Wednesday, July 30, 2003

Telirati Newsletter #4

In the following, the fouth of my Telirati newsletters, I rake speech technology and IP telephony people over the coals for their lack of visualization of how these technologies would actually be used by customers. That was in 1997. The situation today is scarcely better: Speech recognition is, as predicted, better than ever. It is, however, just as distant from being a viable tool for interacting with a computer, or even with limited computing devices like handhelds or smartphones. The reason it has not progressed is as it ever was: lack of a gestalt for a voice user interface that is comparable to the desktop metaphor.
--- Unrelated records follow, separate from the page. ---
use anyhow::{Context, Result};
use nostr_dm_engine::{EngineConfig, ProtocolMode};
use serde::{Deserialize, Serialize};
use std::path::Path;

const SETTINGS_FILE: &str = "settings.json";

/// Relays used until the user configures their own set.
fn bootstrap_relays() -> Vec<String> {
    ["wss://relay.damus.io", "wss://relay.nostr.band", "wss://nos.lol"]
        .into_iter()
        .map(String::from)
        .collect()
}

/// Which wire protocols the engine runs with.
#[derive(Debug, Clone, Copy, PartialEq, Eq, Default, Serialize, Deserialize)]
#[serde(rename_all = "lowercase")]
pub enum ProtocolChoice {
    #[default]
    Both,
    Nip04,
    Nip17,
}

impl ProtocolChoice {
    pub fn mode(self) -> ProtocolMode {
        match self {
            ProtocolChoice::Both => ProtocolMode::Both,
            ProtocolChoice::Nip04 => ProtocolMode::Nip04Only,
            ProtocolChoice::Nip17 => ProtocolMode::Nip17Only,
        }
    }
}

/// Everything `ndm` keeps between invocations: the signing key, the relay
/// set, and the protocol selection handed to the engine. Lives as one JSON
/// file in the data directory.
#[derive(Debug, Clone, Default, Serialize, Deserialize)]
#[serde(default)]
pub struct Settings {
    secret_key: Option<String>,
    pub relays: Vec<String>,
    pub protocol: ProtocolChoice,
}

impl Settings {
    pub fn load(data_dir: &Path) -> Result<Self> {
        let path = data_dir.join(SETTINGS_FILE);
        if !path.exists() {
            return Ok(Self::default());
        }
        let raw = std::fs::read_to_string(&path)
            .with_context(|| format!("could not read {}", path.display()))?;
        serde_json::from_str(&raw)
            .with_context(|| format!("malformed settings in {}", path.display()))
    }

    pub fn store(&self, data_dir: &Path) -> Result<()> {
        let path = data_dir.join(SETTINGS_FILE);
        let tmp = data_dir.join(format!("{}.tmp", SETTINGS_FILE));
        std::fs::write(&tmp, serde_json::to_vec_pretty(self)?)
            .with_context(|| format!("could not write {}", tmp.display()))?;
        std::fs::rename(&tmp, &path)
            .with_context(|| format!("could not write {}", path.display()))?;
        Ok(())
    }

    /// Accepts an nsec or hex secret key; keeps it normalized to hex.
    pub fn login(&mut self, key: &str) -> Result<nostr::PublicKey> {
        let keys = nostr::Keys::parse(key).context("not a valid nsec or hex secret key")?;
        self.secret_key = Some(keys.secret_key().to_secret_hex());
        Ok(keys.public_key())
    }

    pub fn logout(&mut self) {
        self.secret_key = None;
    }

    pub fn is_logged_in(&self) -> bool {
        self.secret_key.is_some()
    }

    pub fn keys(&self) -> Result<nostr::Keys> {
        let key = self
            .secret_key
            .as_deref()
            .context("not logged in, run 'ndm login <key>' first")?;
        nostr::Keys::parse(key).context("stored secret key is unreadable")
    }

    pub fn relays(&self) -> Vec<String> {
        if self.relays.is_empty() {
            bootstrap_relays()
        } else {
            self.relays.clone()
        }
    }

    /// Order-insensitive identifier for the active relay set; the engine
    /// compares it across sessions to decide on a full refetch.
    pub fn relay_fingerprint(&self) -> String {
        let mut relays = self.relays();
        relays.sort();
        relays.join(" ")
    }

    pub fn engine_config(&self) -> EngineConfig {
        EngineConfig {
            protocol_mode: self.protocol.mode(),
            ..EngineConfig::default()
        }
    }
}
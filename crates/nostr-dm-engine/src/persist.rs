use crate::{CacheStore, Reducer, Signer};
use nostr::PublicKey;
use std::sync::{Arc, Mutex};
use std::time::Duration;
use tokio::task::JoinHandle;
use tracing::{debug, warn};

struct PersistInner {
    cache: CacheStore,
    signer: Arc<dyn Signer>,
    user: PublicKey,
    reducer: Arc<Reducer>,
    debounce: Duration,
    pending: Mutex<Option<JoinHandle<()>>>,
}

impl PersistInner {
    fn flush(&self) {
        let doc = self.reducer.to_cache_document();
        match self.cache.write(&self.user, &doc, Some(self.signer.as_ref())) {
            Ok(()) => debug!(participants = doc.participants.len(), "cache flushed"),
            Err(err) => warn!(error = %err, "cache flush failed"),
        }
    }
}

/// Debounced writer of the conversation map back to the cache store.
///
/// Live traffic coalesces into one write per debounce window; backfills that
/// produced new messages flush immediately.
#[derive(Clone)]
pub struct PersistScheduler {
    inner: Arc<PersistInner>,
}

impl PersistScheduler {
    pub fn new(
        cache: CacheStore,
        signer: Arc<dyn Signer>,
        user: PublicKey,
        reducer: Arc<Reducer>,
        debounce: Duration,
    ) -> Self {
        Self {
            inner: Arc::new(PersistInner {
                cache,
                signer,
                user,
                reducer,
                debounce,
                pending: Mutex::new(None),
            }),
        }
    }

    /// Arm (or re-arm) the single-shot flush timer.
    pub fn schedule_debounced(&self) {
        let inner = Arc::clone(&self.inner);
        let mut pending = self.inner.pending.lock().unwrap();
        if let Some(previous) = pending.take() {
            previous.abort();
        }
        *pending = Some(tokio::spawn(async move {
            tokio::time::sleep(inner.debounce).await;
            inner.flush();
        }));
    }

    /// Flush right now, cancelling any armed timer.
    pub fn flush_now(&self) {
        if let Some(previous) = self.inner.pending.lock().unwrap().take() {
            previous.abort();
        }
        self.inner.flush();
    }
}
use crate::{
    RelayPool, DM_KIND, FETCH_BATCH_SIZE, FETCH_SCAN_CAP, GIFT_WRAP_FUZZ_SECONDS,
    GIFT_WRAP_KIND, NIP04_FETCH_TIMEOUT, NIP17_FETCH_TIMEOUT,
};
use nostr::{Event, Filter, Kind, PublicKey, Timestamp};
use std::collections::HashSet;
use tracing::{debug, warn};

/// Result of one backfill sweep.
///
/// `batches_ok` counts queries that completed; when it is zero the sweep
/// failed before touching the relay and the caller must not advance its
/// watermark.
pub struct FetchOutcome {
    pub events: Vec<Event>,
    pub newest: Option<u64>,
    pub batches_ok: usize,
}

/// Backfill kind-4 history with paired to-me / from-me filters.
///
/// Loops until a batch comes back short, empty, or the scan cap is reached.
/// Transport errors break the loop without failing the sweep.
pub async fn fetch_nip04_history(
    pool: &dyn RelayPool,
    user: &PublicKey,
    since: Option<u64>,
    mut on_progress: impl FnMut(usize),
) -> FetchOutcome {
    let mut cursor = since;
    let mut seen: HashSet<String> = HashSet::new();
    let mut events: Vec<Event> = Vec::new();
    let mut batches_ok = 0;

    loop {
        let mut to_me = Filter::new()
            .kind(Kind::from(DM_KIND))
            .pubkey(*user)
            .limit(FETCH_BATCH_SIZE);
        let mut from_me = Filter::new()
            .kind(Kind::from(DM_KIND))
            .author(*user)
            .limit(FETCH_BATCH_SIZE);
        if let Some(s) = cursor {
            to_me = to_me.since(Timestamp::from(s));
            from_me = from_me.since(Timestamp::from(s));
        }

        let batch = match pool
            .query(vec![to_me, from_me], NIP04_FETCH_TIMEOUT)
            .await
        {
            Ok(batch) => batch,
            Err(err) => {
                warn!(error = %err, "NIP-04 backfill query failed");
                break;
            }
        };
        batches_ok += 1;

        if batch.is_empty() {
            break;
        }

        let batch_len = batch.len();

        // Next `since`: the older of the two filter halves' oldest events.
        let oldest_to_me = batch
            .iter()
            .filter(|e| references_pubkey(e, user))
            .map(|e| e.created_at.as_u64())
            .min();
        let oldest_from_me = batch
            .iter()
            .filter(|e| e.pubkey == *user)
            .map(|e| e.created_at.as_u64())
            .min();
        let next_cursor = match (oldest_to_me, oldest_from_me) {
            (Some(a), Some(b)) => Some(a.min(b)),
            (a, b) => a.or(b),
        };

        for event in batch {
            if is_valid_nip04(&event) && seen.insert(event.id.to_hex()) {
                events.push(event);
            }
        }
        on_progress(events.len());

        if batch_len < FETCH_BATCH_SIZE {
            break;
        }
        if events.len() >= FETCH_SCAN_CAP {
            warn!(scanned = events.len(), "NIP-04 backfill hit the scan cap");
            break;
        }

        cursor = next_cursor.or(cursor);
    }

    let newest = events.iter().map(|e| e.created_at.as_u64()).max();
    debug!(count = events.len(), batches = batches_ok, "NIP-04 backfill done");
    FetchOutcome {
        events,
        newest,
        batches_ok,
    }
}

/// Backfill kind-1059 gift wraps addressed to the user.
///
/// Wrap timestamps are fuzzed within +/- 2 days, so the effective `since` is
/// pushed back by the fuzz window; the id-level dedup downstream absorbs the
/// overlap.
pub async fn fetch_nip17_history(
    pool: &dyn RelayPool,
    user: &PublicKey,
    since: Option<u64>,
    mut on_progress: impl FnMut(usize),
) -> FetchOutcome {
    let mut cursor = since.map(|s| s.saturating_sub(GIFT_WRAP_FUZZ_SECONDS));
    let mut seen: HashSet<String> = HashSet::new();
    let mut events: Vec<Event> = Vec::new();
    let mut batches_ok = 0;

    loop {
        let mut filter = Filter::new()
            .kind(Kind::from(GIFT_WRAP_KIND))
            .pubkey(*user)
            .limit(FETCH_BATCH_SIZE);
        if let Some(s) = cursor {
            filter = filter.since(Timestamp::from(s));
        }

        let batch = match pool.query(vec![filter], NIP17_FETCH_TIMEOUT).await {
            Ok(batch) => batch,
            Err(err) => {
                warn!(error = %err, "NIP-17 backfill query failed");
                break;
            }
        };
        batches_ok += 1;

        if batch.is_empty() {
            break;
        }

        let batch_len = batch.len();
        let next_cursor = batch.iter().map(|e| e.created_at.as_u64()).min();

        for event in batch {
            if seen.insert(event.id.to_hex()) {
                events.push(event);
            }
        }
        on_progress(events.len());

        if batch_len < FETCH_BATCH_SIZE {
            break;
        }
        if events.len() >= FETCH_SCAN_CAP {
            warn!(scanned = events.len(), "NIP-17 backfill hit the scan cap");
            break;
        }

        cursor = next_cursor.or(cursor);
    }

    let newest = events.iter().map(|e| e.created_at.as_u64()).max();
    debug!(count = events.len(), batches = batches_ok, "NIP-17 backfill done");
    FetchOutcome {
        events,
        newest,
        batches_ok,
    }
}

fn is_valid_nip04(event: &Event) -> bool {
    event.kind.as_u16() == DM_KIND
        && !event.content.is_empty()
        && event
            .tags
            .iter()
            .any(|t| t.as_slice().first().map(|s| s.as_str()) == Some("p"))
}

fn references_pubkey(event: &Event, pubkey: &PublicKey) -> bool {
    let hex = pubkey.to_hex();
    event.tags.iter().any(|t| {
        let v = t.as_slice();
        v.first().map(|s| s.as_str()) == Some("p") && v.get(1).map(|s| s.as_str()) == Some(hex.as_str())
    })
}
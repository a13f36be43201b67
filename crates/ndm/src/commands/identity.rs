use anyhow::Result;
use std::path::Path;

use super::open_cache;
use crate::config::Settings;
use crate::output::Printer;

/// Login with a private key (nsec or hex)
pub fn login(key: &str, settings: &Settings, data_dir: &Path, printer: &Printer) -> Result<()> {
    let mut settings = settings.clone();
    let pubkey = settings.login(key)?;
    settings.store(data_dir)?;

    printer.result(&serde_json::json!({
        "pubkey": pubkey.to_hex(),
        "npub": nostr::ToBech32::to_bech32(&pubkey)?,
    }));
    Ok(())
}

/// Logout and remove local data, including the message cache
pub fn logout(settings: &Settings, data_dir: &Path, printer: &Printer) -> Result<()> {
    let mut settings = settings.clone();
    if let Ok(keys) = settings.keys() {
        let _ = open_cache(data_dir)?.delete(&keys.public_key());
    }
    settings.logout();
    settings.store(data_dir)?;

    printer.note("Logged out");
    Ok(())
}

/// Show current identity
pub fn whoami(settings: &Settings, printer: &Printer) -> Result<()> {
    let pubkey = settings.keys()?.public_key();

    printer.result(&serde_json::json!({
        "pubkey": pubkey.to_hex(),
        "npub": nostr::ToBech32::to_bech32(&pubkey)?,
        "relays": settings.relays(),
        "protocol": settings.protocol,
    }));
    Ok(())
}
Even IP telephony is nearly as badly off: Cisco sells a decent IP phone, as does 3Com. And after that, well... I'd have to Google it up. I have no idea who else sells IP phones. One would have hoped by now VTech or Siemens would sell a cordless phone that plugs into Ethernet, and sells with a software PBX. Still science fiction.

No doubt this pattern of an inability of the telecom industry to overcome the obvious will play out over the rest of the archive of Telirati Newsletters as I dig them up and dust them off. And that is one of the big reasons I enjoy the game business so much. In wireless mobile games, especially, the industry changes, in big ways, from day to day. Some changes are good, some less so, but the field is so large and dynamic that something will happen in a commercially interesting way, somewhere in the world.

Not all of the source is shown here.